Work to be completed: Transcribe, verbatim, every line from the start of the entries through the line that contains "use ess_regulator::hardware::SimulatedTransport;"; include both boundary lines and omit all others.

Provided records:
______

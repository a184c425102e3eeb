pub mod measurement;
pub mod pv;

pub use measurement::*;
pub use pv::*;
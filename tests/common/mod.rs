#![allow(dead_code)]
use chrono::{NaiveDate, NaiveDateTime};
use ess_regulator::config::Config;
use ess_regulator::controller::SystemController;
use ess_regulator::domain::PointAddress;
use ess_regulator::hardware::SimulatedTransport;

pub fn config() -> Config {
    Config::from_toml_str(include_str!("../../config/default.toml")).unwrap()
}

/// Tuesday, outside the weekend and the charge window
pub fn tuesday_noon() -> NaiveDateTime {
    NaiveDate::from_ymd_opt(2026, 3, 3)
        .unwrap()
        .and_hms_opt(12, 0, 0)
        .unwrap()
}

pub fn soc() -> PointAddress {
    PointAddress::new("com.victronenergy.system", "/Dc/Battery/Soc")
}

pub fn out_power() -> PointAddress {
    PointAddress::new("com.victronenergy.vebus.ttyO1", "/Ac/Out/L1/P")
}

pub fn in_power() -> PointAddress {
    PointAddress::new("com.victronenergy.vebus.ttyO1", "/Ac/ActiveIn/L1/P")
}

pub fn input_source() -> PointAddress {
    PointAddress::new("com.victronenergy.system", "/Ac/ActiveIn/Source")
}

pub fn ac_setpoint() -> PointAddress {
    PointAddress::new("com.victronenergy.settings", "/Settings/CGwacs/AcPowerSetPoint")
}

/// Endpoint of PV inverter `index` (0 or 1 in the default layout)
pub fn pv(index: usize, path: &str) -> PointAddress {
    PointAddress::new(format!("com.victronenergy.pvinverter.pv_{}", index), path)
}

/// Site state written into the simulated bus before a cycle
pub struct Site {
    pub soc: f64,
    pub out_power_w: f64,
    pub in_power_w: f64,
    pub input_source: f64,
    pub pv_power_w: [f64; 2],
    pub pv_max_power_w: f64,
}

impl Default for Site {
    fn default() -> Self {
        Self {
            soc: 60.0,
            out_power_w: 1000.0,
            in_power_w: 500.0,
            // Grid connected
            input_source: 1.0,
            pv_power_w: [0.0, 0.0],
            pv_max_power_w: 5000.0,
        }
    }
}

impl Site {
    pub fn apply(&self, transport: &mut SimulatedTransport) {
        transport.set(&soc(), self.soc);
        transport.set(&out_power(), self.out_power_w);
        transport.set(&in_power(), self.in_power_w);
        transport.set(&input_source(), self.input_source);
        for (i, power) in self.pv_power_w.iter().enumerate() {
            transport.set(&pv(i, "/Ac/Power"), *power);
            transport.set(&pv(i, "/Ac/MaxPower"), self.pv_max_power_w);
        }
    }
}

pub fn controller_for(site: &Site, now: NaiveDateTime) -> SystemController<SimulatedTransport> {
    let cfg = config();
    let mut transport = SimulatedTransport::from_config(&cfg);
    site.apply(&mut transport);
    SystemController::new(&cfg, transport, now)
}

pub fn apply(controller: &mut SystemController<SimulatedTransport>, site: &Site) {
    site.apply(controller.registry_mut().transport_mut());
}

pub fn last_write(
    controller: &SystemController<SimulatedTransport>,
    address: &PointAddress,
) -> Option<f64> {
    controller.registry().transport().last_write(address)
}

pub fn assert_close(actual: f64, expected: f64) {
    assert!(
        (actual - expected).abs() < 1e-6,
        "expected {expected}, got {actual}"
    );
}
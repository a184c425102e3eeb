use serde::{Deserialize, Serialize};

use super::measurement::Measurement;

/// One solar inverter on a PV line.
///
/// An inverter is `available` only if its endpoints answered at the last
/// rescan and both power readings succeeded this cycle. Unavailable
/// inverters stay in the line so they can come back.
#[derive(Debug, Clone, Serialize, Deserialize)]
pub struct PvInverter {
    pub id: String,
    pub power: Measurement,
    pub max_power: Measurement,
    pub available: bool,
}

#[derive(Debug, Clone, Serialize, Deserialize)]
pub struct PvLine {
    pub name: String,
    pub inverters: Vec<PvInverter>,
}

/// Sums over the available inverters of a line.
#[derive(Debug, Clone, Copy, Default, PartialEq, Serialize, Deserialize)]
pub struct PvTotals {
    pub power_w: f64,
    pub max_power_w: f64,
    pub available_count: usize,
}

impl PvLine {
    pub fn available_inverters(&self) -> impl Iterator<Item = &PvInverter> {
        self.inverters.iter().filter(|inv| inv.available)
    }

    pub fn totals(&self) -> PvTotals {
        self.available_inverters()
            .fold(PvTotals::default(), |acc, inv| PvTotals {
                power_w: acc.power_w + inv.power.value,
                max_power_w: acc.max_power_w + inv.max_power.value,
                available_count: acc.available_count + 1,
            })
    }
}

/// Power limit computed for one inverter this cycle.
#[derive(Debug, Clone, PartialEq, Serialize, Deserialize)]
pub struct InverterLimit {
    pub inverter_id: String,
    pub limit_w: f64,
}
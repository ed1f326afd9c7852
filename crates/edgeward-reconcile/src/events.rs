//! Watch events and the JSON-lines input adapter.
//!
//! Each input line carries one event:
//!
//! ```text
//! {"type":"route","kind":"added","object":{...route...}}
//! {"type":"endpoints","kind":"deleted","object":{...endpoints...}}
//! {"type":"route","kind":"synced"}
//! {"type":"synced"}                      both initial lists complete
//! ```

use std::fmt;

use edgeward_core::{Endpoints, Route};
use serde::{Deserialize, Serialize};
use tokio::io::{AsyncBufRead, AsyncBufReadExt};
use tokio::sync::mpsc;
use tracing::{debug, info, warn};

/// Full-object notification from one stream.
#[derive(Debug, Clone, PartialEq, Serialize, Deserialize)]
#[serde(tag = "kind", rename_all = "snake_case")]
pub enum WatchEvent<T> {
    Added { object: T },
    Modified { object: T },
    Deleted { object: T },
    /// The initial list has been delivered.
    Synced,
}

#[derive(Debug, Clone, Copy, PartialEq, Eq)]
pub enum Stream {
    Routes,
    Endpoints,
}

impl fmt::Display for Stream {
    fn fmt(&self, f: &mut fmt::Formatter<'_>) -> fmt::Result {
        match self {
            Stream::Routes => write!(f, "routes"),
            Stream::Endpoints => write!(f, "endpoints"),
        }
    }
}

/// One parsed input line.
#[derive(Debug, Clone, PartialEq)]
pub enum InputEvent {
    Route(WatchEvent<Route>),
    Endpoints(WatchEvent<Endpoints>),
    Synced,
}

#[derive(Deserialize)]
#[serde(rename_all = "snake_case")]
enum InputType {
    Route,
    Endpoints,
    Synced,
}

#[derive(Deserialize)]
struct Envelope {
    #[serde(rename = "type")]
    input_type: InputType,
}

impl InputEvent {
    pub fn parse(line: &str) -> Result<Self, serde_json::Error> {
        let value: serde_json::Value = serde_json::from_str(line)?;
        let envelope = Envelope::deserialize(&value)?;
        Ok(match envelope.input_type {
            InputType::Route => InputEvent::Route(WatchEvent::deserialize(&value)?),
            InputType::Endpoints => InputEvent::Endpoints(WatchEvent::deserialize(&value)?),
            InputType::Synced => InputEvent::Synced,
        })
    }
}

/// Read JSON-lines events and fan them into the two ordered streams.
///
/// Blank lines and `#` comments are skipped, malformed lines are logged
/// and skipped. Returns at end of input or when a receiver is gone; the
/// senders are dropped either way, which closes the streams.
pub async fn pump_json_lines<R>(
    reader: R,
    routes: mpsc::Sender<WatchEvent<Route>>,
    endpoints: mpsc::Sender<WatchEvent<Endpoints>>,
) -> std::io::Result<()>
where
    R: AsyncBufRead + Unpin,
{
    let mut lines = reader.lines();
    let mut line_no = 0usize;

    while let Some(line) = lines.next_line().await? {
        line_no += 1;
        let line = line.trim();
        if line.is_empty() || line.starts_with('#') {
            continue;
        }

        let delivered = match InputEvent::parse(line) {
            Ok(InputEvent::Route(event)) => routes.send(event).await.is_ok(),
            Ok(InputEvent::Endpoints(event)) => endpoints.send(event).await.is_ok(),
            Ok(InputEvent::Synced) => {
                routes.send(WatchEvent::Synced).await.is_ok()
                    && endpoints.send(WatchEvent::Synced).await.is_ok()
            }
            Err(e) => {
                warn!(line = line_no, error = %e, "skipping malformed event");
                continue;
            }
        };
        if !delivered {
            debug!("event consumer gone, stopping input");
            return Ok(());
        }
    }

    info!(lines = line_no, "event input reached end");
    Ok(())
}
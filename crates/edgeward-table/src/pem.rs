//! PEM material checks.
//!
//! A route only carries certificate material the proxy can load: every
//! supplied block must decode to well-formed DER, and a serving key must
//! belong to its certificate.

use rustls::RootCertStore;
use rustls::crypto::ring::sign::any_supported_type;
use rustls::pki_types::{CertificateDer, PrivateKeyDer};
use rustls::sign::CertifiedKey;

use crate::error::RouteRejection;

/// Decode one or more certificates. Each must parse as X.509.
pub fn certificates(
    field: &'static str,
    pem: &str,
) -> Result<Vec<CertificateDer<'static>>, RouteRejection> {
    let invalid = |detail: String| RouteRejection::InvalidCertificate { field, detail };

    let certs = rustls_pemfile::certs(&mut pem.as_bytes())
        .collect::<Result<Vec<_>, _>>()
        .map_err(|e| invalid(e.to_string()))?;
    if certs.is_empty() {
        return Err(invalid("no PEM certificate found".to_string()));
    }

    let mut store = RootCertStore::empty();
    for cert in &certs {
        store
            .add(cert.clone())
            .map_err(|e| invalid(e.to_string()))?;
    }
    Ok(certs)
}

pub fn private_key(pem: &str) -> Result<PrivateKeyDer<'static>, RouteRejection> {
    let invalid = |detail: String| RouteRejection::InvalidCertificate {
        field: "key",
        detail,
    };

    rustls_pemfile::private_key(&mut pem.as_bytes())
        .map_err(|e| invalid(e.to_string()))?
        .ok_or_else(|| invalid("no PEM private key found".to_string()))
}

/// Check that `key` is the private half of the first certificate in
/// `certificate`.
pub fn key_pair(certificate: &str, key: &str) -> Result<(), RouteRejection> {
    let chain = certificates("certificate", certificate)?;
    let der = private_key(key)?;
    let signing_key = any_supported_type(&der).map_err(|e| RouteRejection::InvalidCertificate {
        field: "key",
        detail: e.to_string(),
    })?;

    match CertifiedKey::new(chain, signing_key).keys_match() {
        Ok(()) => Ok(()),
        Err(rustls::Error::InconsistentKeys(_)) => Err(RouteRejection::KeyMismatch),
        Err(e) => Err(RouteRejection::InvalidCertificate {
            field: "certificate",
            detail: e.to_string(),
        }),
    }
}
use rcgen::{CertificateParams, KeyPair};

/// Self-signed certificate and PKCS#8 key for `host`.
pub fn self_signed(host: &str) -> (String, String) {
    let key = KeyPair::generate().unwrap();
    let cert = CertificateParams::new(vec![host.to_string()])
        .unwrap()
        .self_signed(&key)
        .unwrap();
    (cert.pem(), key.serialize_pem())
}
use thiserror::Error;

/// Errors raised while loading `edgeward.toml`.
#[derive(Debug, Error)]
pub enum ConfigError {
    #[error("failed to read config file: {0}")]
    Io(#[from] std::io::Error),

    #[error("failed to parse config file: {0}")]
    Parse(#[from] toml::de::Error),

    #[error("failed to serialize config: {0}")]
    Serialize(#[from] toml::ser::Error),

    #[error("invalid duration {0:?} (expected e.g. \"500ms\", \"5s\", \"2m\")")]
    InvalidDuration(String),
}
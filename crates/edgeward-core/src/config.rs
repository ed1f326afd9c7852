//! edgeward.toml configuration parser.

use serde::{Deserialize, Serialize};
use std::net::SocketAddr;
use std::path::{Path, PathBuf};
use std::time::Duration;

use crate::error::ConfigError;

#[derive(Debug, Clone, Default, PartialEq, Serialize, Deserialize)]
#[serde(default)]
pub struct EdgewardConfig {
    pub router: RouterConfig,
    pub tls: TlsSettings,
    pub render: RenderConfig,
    pub api: ApiConfig,
    pub stats: StatsConfig,
}

#[derive(Debug, Clone, PartialEq, Serialize, Deserialize)]
#[serde(default)]
pub struct RouterConfig {
    /// Minimum time between two reloads of the proxy.
    pub reload_interval: String,
    pub allow_wildcard_routes: bool,
    /// Render with unbound ports until the initial sync completed.
    pub bind_ports_after_sync: bool,
    /// Commit once at startup without waiting for the first interval.
    pub commit_on_start: bool,
    /// Only admit objects from these namespaces. `None` admits all.
    pub namespaces: Option<Vec<String>>,
    /// Let routes from different namespaces share a host or wildcard
    /// subdomain.
    pub disable_namespace_ownership_check: bool,
}

impl Default for RouterConfig {
    fn default() -> Self {
        Self {
            reload_interval: "5s".to_string(),
            allow_wildcard_routes: false,
            bind_ports_after_sync: false,
            commit_on_start: true,
            namespaces: None,
            disable_namespace_ownership_check: false,
        }
    }
}

impl RouterConfig {
    pub fn reload_interval(&self) -> Result<Duration, ConfigError> {
        parse_duration(&self.reload_interval)
    }
}

/// How reencrypt routes without a destination CA are treated.
#[derive(Debug, Clone, Copy, Default, PartialEq, Eq, Serialize, Deserialize)]
#[serde(rename_all = "snake_case")]
pub enum MissingDestinationCa {
    /// Admit the route and let the renderer apply its own policy.
    #[default]
    Defer,
    /// Reject the route.
    Reject,
}

#[derive(Debug, Clone, Default, PartialEq, Serialize, Deserialize)]
#[serde(default)]
pub struct TlsSettings {
    pub missing_destination_ca: MissingDestinationCa,
    /// CA bundle used to verify reencrypt backends that bring no CA of
    /// their own, typically the service-serving CA.
    pub default_destination_ca_path: Option<PathBuf>,
}

#[derive(Debug, Clone, PartialEq, Serialize, Deserialize)]
#[serde(default)]
pub struct RenderConfig {
    pub output_dir: PathBuf,
    /// Executed after the configuration is written.
    pub reload_command: Option<PathBuf>,
}

impl Default for RenderConfig {
    fn default() -> Self {
        Self {
            output_dir: PathBuf::from("/var/lib/edgeward"),
            reload_command: None,
        }
    }
}

#[derive(Debug, Clone, PartialEq, Serialize, Deserialize)]
#[serde(default)]
pub struct ApiConfig {
    pub listen: SocketAddr,
}

impl Default for ApiConfig {
    fn default() -> Self {
        Self {
            listen: SocketAddr::from(([0, 0, 0, 0], 1936)),
        }
    }
}

#[derive(Debug, Clone, PartialEq, Serialize, Deserialize)]
#[serde(default)]
pub struct StatsConfig {
    pub user: Option<String>,
    pub password: Option<String>,
    /// Port the proxy exposes its own statistics page on.
    pub port: u16,
}

impl Default for StatsConfig {
    fn default() -> Self {
        Self {
            user: None,
            password: None,
            port: 1936,
        }
    }
}

impl StatsConfig {
    /// Credentials are only enforced when both halves are set.
    pub fn credentials(&self) -> Option<(&str, &str)> {
        match (self.user.as_deref(), self.password.as_deref()) {
            (Some(user), Some(password)) if !user.is_empty() => Some((user, password)),
            _ => None,
        }
    }
}

impl EdgewardConfig {
    pub fn from_file(path: &Path) -> Result<Self, ConfigError> {
        let content = std::fs::read_to_string(path)?;
        Self::from_toml_str(&content)
    }

    pub fn from_toml_str(content: &str) -> Result<Self, ConfigError> {
        let config: EdgewardConfig = toml::from_str(content)?;
        config.router.reload_interval()?;
        Ok(config)
    }

    pub fn to_toml_string(&self) -> Result<String, ConfigError> {
        Ok(toml::to_string_pretty(self)?)
    }
}

/// Parse a duration string like "250ms", "5s", "2m", "1h". A bare number
/// is seconds.
pub fn parse_duration(s: &str) -> Result<Duration, ConfigError> {
    let s = s.trim();
    let invalid = || ConfigError::InvalidDuration(s.to_string());

    let (digits, millis_per_unit) = if let Some(ms) = s.strip_suffix("ms") {
        (ms, 1)
    } else if let Some(secs) = s.strip_suffix('s') {
        (secs, 1_000)
    } else if let Some(mins) = s.strip_suffix('m') {
        (mins, 60_000)
    } else if let Some(hours) = s.strip_suffix('h') {
        (hours, 3_600_000)
    } else {
        (s, 1_000)
    };

    let value = digits.trim().parse::<u64>().map_err(|_| invalid())?;
    let millis = value.checked_mul(millis_per_unit).ok_or_else(invalid)?;
    Ok(Duration::from_millis(millis))
}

______

Final answer:
repository a184c425102e3eeb
pub mod measurement;
pub mod pv;

pub use measurement::*;
pub use pv::*;
filename tests/common/mod.rs
#![allow(dead_code)]
use chrono::{NaiveDate, NaiveDateTime};
use ess_regulator::config::Config;
use ess_regulator::controller::SystemController;
use ess_regulator::domain::PointAddress;
use ess_regulator::hardware::SimulatedTransport;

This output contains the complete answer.